O número de óbitos variou ao longo dos meses do ano. O registo mais alto ocorreu no mês de janeiro (243 óbitos) e o mais baixo no mês de junho (185 óbitos).
Em 2024, ocorreram 1 207 óbitos de homens (46,9%) e 1 367 de mulheres (53,1%). Desde o início do século, só a partir de 2010 é que o número de óbitos de mulheres passou a superar o de homens, com exceção do ano de 2016.
No ano em referência, contabilizaram-se 6 óbitos de bebés com menos de 1 ano (1 em 2023) e 7 óbitos fetais de mães residentes na RAM (5 em 2023). Em consequência, a taxa de mortalidade infantil aumentou para 3,3 óbitos por mil nados vivos (0,6 em 2023), valor ligeiramente acima da média nacional (3,0 óbitos por mil nados vivos).

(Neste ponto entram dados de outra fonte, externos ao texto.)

use std::collections::HashSet;

use glam::{IVec2, Vec2};

use super::{GridManager, tick::TickState};
use crate::{
    dynamics::impulse::{cancel_along_normal, equalize},
    utils::{
        allocator::GridId,
        math::{DIRS8, normalized_dot, straddling_dirs},
    },
};

/// Directions at a right angle or more from the relative velocity never
/// separate.
const MIN_SEPARATING_DOT: f32 = 1e-4;

impl GridManager {
    /// Exchanges velocity between touching pairs. Returns the grids whose
    /// velocity changed.
    pub(super) fn transfer_impulses(&mut self, state: &TickState) -> Vec<GridId> {
        let mut order: Vec<(GridId, f32)> = state
            .participants
            .iter()
            .map(|p| (p.id, self.grid(p.id).vel.length_squared()))
            .collect();
        // Fastest first; ids are already sorted so ties stay stable.
        order.sort_by(|a, b| b.1.total_cmp(&a.1));

        let mut seen = HashSet::new();
        let mut changed = Vec::new();
        for (id, _) in order {
            let Some(participant) = state.get(id) else {
                continue;
            };
            for &other in &participant.candidates {
                if !seen.insert((id.min(other), id.max(other))) {
                    continue;
                }
                if self.resolve_contact(id, other) {
                    changed.push(id);
                    changed.push(other);
                }
            }
        }

        changed.sort();
        changed.dedup();
        changed
    }

    fn touching(&self, a: GridId, b: GridId, dir: IVec2) -> bool {
        self.blocked(a, &[b], dir, true)
    }

    /// The collision-free unit step closest to `rel`, if any lies within 90°.
    fn separating_dir(&self, a: GridId, b: GridId, rel: Vec2) -> Option<IVec2> {
        let order: Vec<usize> = if self.axis_parity {
            (0..DIRS8.len()).rev().collect()
        } else {
            (0..DIRS8.len()).collect()
        };

        let mut best: Option<(IVec2, f32)> = None;
        for index in order {
            let dir = DIRS8[index];
            let dot = normalized_dot(dir, rel);
            if dot <= MIN_SEPARATING_DOT || best.is_some_and(|(_, best_dot)| dot <= best_dot) {
                continue;
            }
            if !self.touching(a, b, dir) {
                best = Some((dir, dot));
            }
        }
        best.map(|(dir, _)| dir)
    }

    fn resolve_contact(&mut self, a: GridId, b: GridId) -> bool {
        let (object_a, object_b) = (self.grid(a), self.grid(b));
        if object_a.infinite_mass && object_b.infinite_mass {
            return false;
        }
        let rel = object_a.vel - object_b.vel;
        if rel == Vec2::ZERO {
            return false;
        }
        if !straddling_dirs(rel)
            .into_iter()
            .any(|dir| self.touching(a, b, dir))
        {
            return false;
        }

        let (mass_a, mass_b) = (object_a.body_mass(), object_b.body_mass());
        let separating = self.separating_dir(a, b, rel);
        let Some((object_a, object_b)) = self.grids.get2_mut(a, b) else {
            return false;
        };

        match separating {
            Some(dir) => {
                // Keep the sliding component, drop the one pushing into `b`.
                let along = dir.as_vec2().normalize();
                let mut normal = Vec2::new(-along.y, along.x);
                if normal.dot(rel) < 0.0 {
                    normal = -normal;
                }
                log::trace!("contact {a}/{b}: sliding along {dir}");
                cancel_along_normal(&mut object_a.vel, &mut object_b.vel, mass_a, mass_b, normal)
            }
            None => {
                log::trace!("contact {a}/{b}: inelastic");
                equalize(&mut object_a.vel, &mut object_b.vel, mass_a, mass_b)
            }
        }
    }
}
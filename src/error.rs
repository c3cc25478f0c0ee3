//! Error types for recoverable, data-driven failures.
//!
//! Logic defects (bad corner codes, out-of-region writes, stale ids) are not
//! represented here; they panic.

use glam::IVec2;
use thiserror::Error;

#[derive(Debug, Error, PartialEq)]
pub enum GridError {
    #[error("Tile {value} at {pos} is out of range")]
    TileOutOfRange { value: i32, pos: IVec2 },
    #[error("Tile layer is {width}x{height} but holds {len} values")]
    LayerSizeMismatch { width: i32, height: i32, len: usize },
    #[error("Negative grid size: {width}x{height}")]
    NegativeSize { width: i32, height: i32 },
    #[error("Invalid physics config: {0}")]
    Config(String),
}

/// Convenient Result type alias for fallible grid operations.
pub type Result<T> = std::result::Result<T, GridError>;
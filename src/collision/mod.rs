//! Collision detection: tile hitbox geometry and the broad-phase tree.

pub mod broadphase;
pub mod hitbox;

pub use broadphase::{AabbTree, NodeId};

Casamentos – Idade média ao primeiro casamento aumentou em 2024
Na RAM, em 2024, realizaram-se 1 225 casamentos, o que representa um aumento de 7,7% relativamente ao ano transato (1 137 casamentos). Do total de casamentos observados neste período, 95,7% foram celebrados entre pessoas de sexo oposto, sendo os restantes celebrados entre pessoas do mesmo sexo (53 no total: 34 entre pessoas do sexo masculino e 19 entre pessoas do sexo feminino).
O número de casamentos variou ao longo dos meses do ano, atingindo o valor mais alto no mês de setembro (155 casamentos). O menor número de casamentos ocorreu no mês de fevereiro, tendo sido celebrados 53 casamentos.
Os dados revelam ainda que 67,4% dos casamentos oficializados em 2024 diziam respeito a “primeiros casamentos”. De notar que em 72,4% dos casamentos, os nubentes já partilhavam residência antes do casamento. Segundo o regime de bens, em 55,9% dos casamentos optou-se pelo regime de comunhão de adquiridos.
Quanto à forma de celebração dos casamentos entre pessoas do sexo oposto, 77,8% foram realizados pelo civil e 22,1% pelo rito católico.
A idade média ao primeiro casamento ascendeu a 33,7 anos para as mulheres e a 35,9 anos para os homens (respetivamente, 33,5 e 35,4 anos em 2023).
Em 2024, ocorreram 932 dissoluções de casamento por morte do cônjuge, menos 77 do que em 2023. Destas resultaram 278 viúvos e 654 viúvas, contabilizando-se, entre estes, a dissolução de um casamento entre duas mulheres. A dissolução do casamento por morte do cônjuge afeta sobretudo as mulheres, devido à maior esperança de vida feminina.